------ SOURCE INFORMATION ------
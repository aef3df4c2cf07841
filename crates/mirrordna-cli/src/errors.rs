use thiserror::Error;

/// Failures that end a command with exit code 1 without being I/O or parse errors.
#[derive(Error, Debug)]
pub enum CliError {
    /// A verification step did not pass.
    #[error("{0}")]
    CheckFailed(String),
    /// Command-line input was unusable.
    #[error("{0}")]
    InvalidInput(String),
}
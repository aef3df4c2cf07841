use crate::snapshot::StateSnapshot;
use mirrordna_canonical::Timestamp;
use serde::Serialize;
use std::fmt;

/// A section that [`compare_snapshots`] checks for structural change.
#[derive(Debug, Clone, Copy, PartialEq, Eq, Hash, Serialize)]
pub enum StateSection {
    /// `identity_state`
    #[serde(rename = "identity_state")]
    Identity,
    /// `continuity_state`
    #[serde(rename = "continuity_state")]
    Continuity,
    /// `vault_state`
    #[serde(rename = "vault_state")]
    Vault,
}

impl StateSection {
    /// Field name of the section.
    pub fn as_str(&self) -> &'static str {
        match self {
            StateSection::Identity => "identity_state",
            StateSection::Continuity => "continuity_state",
            StateSection::Vault => "vault_state",
        }
    }
}

impl fmt::Display for StateSection {
    fn fmt(&self, f: &mut fmt::Formatter<'_>) -> fmt::Result {
        f.write_str(self.as_str())
    }
}

/// Differences between two snapshots.
#[derive(Debug, Clone, PartialEq, Serialize)]
pub struct SnapshotDiff {
    /// Whether the stored checksums differ.
    pub checksum_changed: bool,
    /// Timestamp of the earlier (first) snapshot.
    pub from_timestamp: Timestamp,
    /// Timestamp of the later (second) snapshot.
    pub to_timestamp: Timestamp,
    /// Seconds from `from_timestamp` to `to_timestamp`, when both parse.
    pub elapsed_seconds: Option<f64>,
    /// Sections whose content differs structurally.
    pub changed_sections: Vec<StateSection>,
}

impl SnapshotDiff {
    /// Whether `section` changed.
    pub fn section_changed(&self, section: StateSection) -> bool {
        self.changed_sections.contains(&section)
    }

    /// Whether any compared section changed.
    pub fn has_section_changes(&self) -> bool {
        !self.changed_sections.is_empty()
    }
}

/// Compares two snapshots.
///
/// Section changes are detected by structural equality, independent of the
/// checksums, so an absent section differs from an empty one.
pub fn compare_snapshots(from: &StateSnapshot, to: &StateSnapshot) -> SnapshotDiff {
    let mut changed_sections = Vec::new();
    if from.identity_state != to.identity_state {
        changed_sections.push(StateSection::Identity);
    }
    if from.continuity_state != to.continuity_state {
        changed_sections.push(StateSection::Continuity);
    }
    if from.vault_state != to.vault_state {
        changed_sections.push(StateSection::Vault);
    }

    let elapsed_seconds = match (from.timestamp.to_datetime(), to.timestamp.to_datetime()) {
        (Some(start), Some(end)) => (end - start)
            .num_microseconds()
            .map(|micros| micros as f64 / 1_000_000.0),
        _ => None,
    };

    SnapshotDiff {
        checksum_changed: !from.checksum.matches(to.checksum.as_str()),
        from_timestamp: from.timestamp.clone(),
        to_timestamp: to.timestamp.clone(),
        elapsed_seconds,
        changed_sections,
    }
}

#[cfg(test)]
mod tests {
    use super::*;
    use crate::snapshot::{capture_snapshot_at, into_state_map, SnapshotSections};
    use serde_json::json;

    fn snap(at: &str, continuity: serde_json::Value, vault: Option<serde_json::Value>) -> StateSnapshot {
        let mut sections = SnapshotSections::new(
            into_state_map(json!({"id": "alice"}), "identity_state").unwrap(),
            into_state_map(continuity, "continuity_state").unwrap(),
        );
        if let Some(vault) = vault {
            sections = sections.with_vault_state(into_state_map(vault, "vault_state").unwrap());
        }
        capture_snapshot_at("s", sections, Timestamp::new(at.into())).unwrap()
    }

    #[test]
    fn test_identical_snapshots() {
        let a = snap("2025-11-14T10:30:00Z", json!({"sessions": 1}), None);
        let diff = compare_snapshots(&a, &a.clone());
        assert!(!diff.checksum_changed);
        assert!(!diff.has_section_changes());
        assert_eq!(diff.elapsed_seconds, Some(0.0));
    }

    #[test]
    fn test_continuity_change_and_elapsed() {
        let a = snap("2025-11-14T10:30:00Z", json!({"sessions": 1}), None);
        let b = snap("2025-11-14T10:31:30.500000Z", json!({"sessions": 2}), None);
        let diff = compare_snapshots(&a, &b);
        assert!(diff.checksum_changed);
        assert_eq!(diff.changed_sections, vec![StateSection::Continuity]);
        assert_eq!(diff.elapsed_seconds, Some(90.5));
    }

    #[test]
    fn test_timestamp_only_change_has_no_section_changes() {
        let a = snap("2025-11-14T10:30:00Z", json!({"sessions": 1}), None);
        let b = snap("2025-11-14T11:30:00Z", json!({"sessions": 1}), None);
        let diff = compare_snapshots(&a, &b);
        assert!(diff.checksum_changed);
        assert!(!diff.has_section_changes());
    }

    #[test]
    fn test_vault_absent_versus_present() {
        let a = snap("2025-11-14T10:30:00Z", json!({}), None);
        let b = snap("2025-11-14T10:30:00Z", json!({}), Some(json!({})));
        let diff = compare_snapshots(&a, &b);
        assert!(diff.section_changed(StateSection::Vault));
        assert!(!diff.section_changed(StateSection::Identity));
    }

    #[test]
    fn test_unparseable_timestamp() {
        let a = snap("not-a-time", json!({}), None);
        let b = snap("2025-11-14T10:30:00Z", json!({}), None);
        assert_eq!(compare_snapshots(&a, &b).elapsed_seconds, None);
    }

    #[test]
    fn test_diff_serializes_section_names() {
        let a = snap("2025-11-14T10:30:00Z", json!({"sessions": 1}), None);
        let b = snap("2025-11-14T10:30:00Z", json!({"sessions": 2}), None);
        let value = serde_json::to_value(compare_snapshots(&a, &b)).unwrap();
        assert_eq!(value["changed_sections"], json!(["continuity_state"]));
    }
}
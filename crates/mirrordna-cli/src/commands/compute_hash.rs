//! Compute-hash command implementation.

use crate::output::{format_json, format_table_row, print_table_header};
use mirrordna_dirhash::{DirectoryHasher, IgnoreSet};
use serde_json::json;
use std::path::PathBuf;

pub fn run(
    dir: PathBuf,
    ignore: Vec<String>,
    verbose: bool,
    json_output: bool,
) -> Result<(), Box<dyn std::error::Error>> {
    let ignore = if ignore.is_empty() {
        IgnoreSet::default()
    } else {
        IgnoreSet::from_patterns(&ignore)
    };
    let result = DirectoryHasher::with_ignore(ignore).hash(&dir)?;

    for skipped in &result.skipped {
        tracing::warn!(path = %skipped.path.display(), reason = %skipped.reason, "file left out of state hash");
    }

    if json_output {
        let mut report = json!({
            "directory": dir.display().to_string(),
            "state_hash": result.digest,
            "file_count": result.file_count(),
            "skipped": result.skipped,
        });
        if verbose {
            report["files"] = json!(result.files);
        }
        println!("{}", format_json(&report));
        return Ok(());
    }

    if verbose {
        print_table_header("SHA256", "PATH");
        for (path, digest) in &result.files {
            println!("{}", format_table_row(digest.as_str(), path));
        }
        println!();
    }
    println!("Directory:  {}", dir.display());
    println!("Files:      {}", result.file_count());
    println!("State hash: {}", result.digest);
    Ok(())
}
------
■ **PROBLEM STATEMENT**: Could every record be printed again exactly as it reads?

■ **EXPECTED OUTPUT**:
repository aef3df4c2cf07841
filename crates/mirrordna-cli/src/errors.rs
use thiserror::Error;

/// Failures that end a command with exit code 1 without being I/O or parse errors.
#[derive(Error, Debug)]
pub enum CliError {
    /// A verification step did not pass.
    #[error("{0}")]
    CheckFailed(String),
    /// Command-line input was unusable.
    #[error("{0}")]
    InvalidInput(String),
}
repository aef3df4c2cf07841
use crate::snapshot::StateSnapshot;
use mirrordna_canonical::Timestamp;
use serde::Serialize;
use std::fmt;

/// A section that [`compare_snapshots`] checks for structural change.
#[derive(Debug, Clone, Copy, PartialEq, Eq, Hash, Serialize)]
pub enum StateSection {
    /// `identity_state`
    #[serde(rename = "identity_state")]
    Identity,
    /// `continuity_state`
    #[serde(rename = "continuity_state")]
    Continuity,
    /// `vault_state`
    #[serde(rename = "vault_state")]
    Vault,
}

impl StateSection {
    /// Field name of the section.
    pub fn as_str(&self) -> &'static str {
        match self {
            StateSection::Identity => "identity_state",
            StateSection::Continuity => "continuity_state",
            StateSection::Vault => "vault_state",
        }
    }
}

impl fmt::Display for StateSection {
    fn fmt(&self, f: &mut fmt::Formatter<'_>) -> fmt::Result {
        f.write_str(self.as_str())
    }
}

/// Differences between two snapshots.
#[derive(Debug, Clone, PartialEq, Serialize)]
pub struct SnapshotDiff {
    /// Whether the stored checksums differ.
    pub checksum_changed: bool,
    /// Timestamp of the earlier (first) snapshot.
    pub from_timestamp: Timestamp,
    /// Timestamp of the later (second) snapshot.
    pub to_timestamp: Timestamp,
    /// Seconds from `from_timestamp` to `to_timestamp`, when both parse.
    pub elapsed_seconds: Option<f64>,
    /// Sections whose content differs structurally.
    pub changed_sections: Vec<StateSection>,
}

impl SnapshotDiff {
    /// Whether `section` changed.
    pub fn section_changed(&self, section: StateSection) -> bool {
        self.changed_sections.contains(&section)
    }

    /// Whether any compared section changed.
    pub fn has_section_changes(&self) -> bool {
        !self.changed_sections.is_empty()
    }
}

/// Compares two snapshots.
///
/// Section changes are detected by structural equality, independent of the
/// checksums, so an absent section differs from an empty one.
pub fn compare_snapshots(from: &StateSnapshot, to: &StateSnapshot) -> SnapshotDiff {
    let mut changed_sections = Vec::new();
    if from.identity_state != to.identity_state {
        changed_sections.push(StateSection::Identity);
    }
    if from.continuity_state != to.continuity_state {
        changed_sections.push(StateSection::Continuity);
    }
    if from.vault_state != to.vault_state {
        changed_sections.push(StateSection::Vault);
    }

    let elapsed_seconds = match (from.timestamp.to_datetime(), to.timestamp.to_datetime()) {
        (Some(start), Some(end)) => (end - start)
            .num_microseconds()
            .map(|micros| micros as f64 / 1_000_000.0),
        _ => None,
    };

    SnapshotDiff {
        checksum_changed: !from.checksum.matches(to.checksum.as_str()),
        from_timestamp: from.timestamp.clone(),
        to_timestamp: to.timestamp.clone(),
        elapsed_seconds,
        changed_sections,
    }
}

#[cfg(test)]
mod tests {
    use super::*;
    use crate::snapshot::{capture_snapshot_at, into_state_map, SnapshotSections};
    use serde_json::json;

    fn snap(at: &str, continuity: serde_json::Value, vault: Option<serde_json::Value>) -> StateSnapshot {
        let mut sections = SnapshotSections::new(
            into_state_map(json!({"id": "alice"}), "identity_state").unwrap(),
            into_state_map(continuity, "continuity_state").unwrap(),
        );
        if let Some(vault) = vault {
            sections = sections.with_vault_state(into_state_map(vault, "vault_state").unwrap());
        }
        capture_snapshot_at("s", sections, Timestamp::new(at.into())).unwrap()
    }

    #[test]
    fn test_identical_snapshots() {
        let a = snap("2025-11-14T10:30:00Z", json!({"sessions": 1}), None);
        let diff = compare_snapshots(&a, &a.clone());
        assert!(!diff.checksum_changed);
        assert!(!diff.has_section_changes());
        assert_eq!(diff.elapsed_seconds, Some(0.0));
    }

    #[test]
    fn test_continuity_change_and_elapsed() {
        let a = snap("2025-11-14T10:30:00Z", json!({"sessions": 1}), None);
        let b = snap("2025-11-14T10:31:30.500000Z", json!({"sessions": 2}), None);
        let diff = compare_snapshots(&a, &b);
        assert!(diff.checksum_changed);
        assert_eq!(diff.changed_sections, vec![StateSection::Continuity]);
        assert_eq!(diff.elapsed_seconds, Some(90.5));
    }

    #[test]
    fn test_timestamp_only_change_has_no_section_changes() {
        let a = snap("2025-11-14T10:30:00Z", json!({"sessions": 1}), None);
        let b = snap("2025-11-14T11:30:00Z", json!({"sessions": 1}), None);
        let diff = compare_snapshots(&a, &b);
        assert!(diff.checksum_changed);
        assert!(!diff.has_section_changes());
    }

    #[test]
    fn test_vault_absent_versus_present() {
        let a = snap("2025-11-14T10:30:00Z", json!({}), None);
        let b = snap("2025-11-14T10:30:00Z", json!({}), Some(json!({})));
        let diff = compare_snapshots(&a, &b);
        assert!(diff.section_changed(StateSection::Vault));
        assert!(!diff.section_changed(StateSection::Identity));
    }

    #[test]
    fn test_unparseable_timestamp() {
        let a = snap("not-a-time", json!({}), None);
        let b = snap("2025-11-14T10:30:00Z", json!({}), None);
        assert_eq!(compare_snapshots(&a, &b).elapsed_seconds, None);
    }

    #[test]
    fn test_diff_serializes_section_names() {
        let a = snap("2025-11-14T10:30:00Z", json!({"sessions": 1}), None);
        let b = snap("2025-11-14T10:30:00Z", json!({"sessions": 2}), None);
        let value = serde_json::to_value(compare_snapshots(&a, &b)).unwrap();
        assert_eq!(value["changed_sections"], json!(["continuity_state"]));
    }
}
filename crates/mirrordna-cli/src/commands/compute_hash.rs
//! Compute-hash command implementation.

use crate::output::{format_json, format_table_row, print_table_header};
use mirrordna_dirhash::{DirectoryHasher, IgnoreSet};
use serde_json::json;
use std::path::PathBuf;

pub fn run(
    dir: PathBuf,
    ignore: Vec<String>,
    verbose: bool,
    json_output: bool,
) -> Result<(), Box<dyn std::error::Error>> {
    let ignore = if ignore.is_empty() {
        IgnoreSet::default()
    } else {
        IgnoreSet::from_patterns(&ignore)
    };
    let result = DirectoryHasher::with_ignore(ignore).hash(&dir)?;

    for skipped in &result.skipped {
        tracing::warn!(path = %skipped.path.display(), reason = %skipped.reason, "file left out of state hash");
    }

    if json_output {
        let mut report = json!({
            "directory": dir.display().to_string(),
            "state_hash": result.digest,
            "file_count": result.file_count(),
            "skipped": result.skipped,
        });
        if verbose {
            report["files"] = json!(result.files);
        }
        println!("{}", format_json(&report));
        return Ok(());
    }

    if verbose {
        print_table_header("SHA256", "PATH");
        for (path, digest) in &result.files {
            println!("{}", format_table_row(digest.as_str(), path));
        }
        println!();
    }
    println!("Directory:  {}", dir.display());
    println!("Files:      {}", result.file_count());
    println!("State hash: {}", result.digest);
    Ok(())
}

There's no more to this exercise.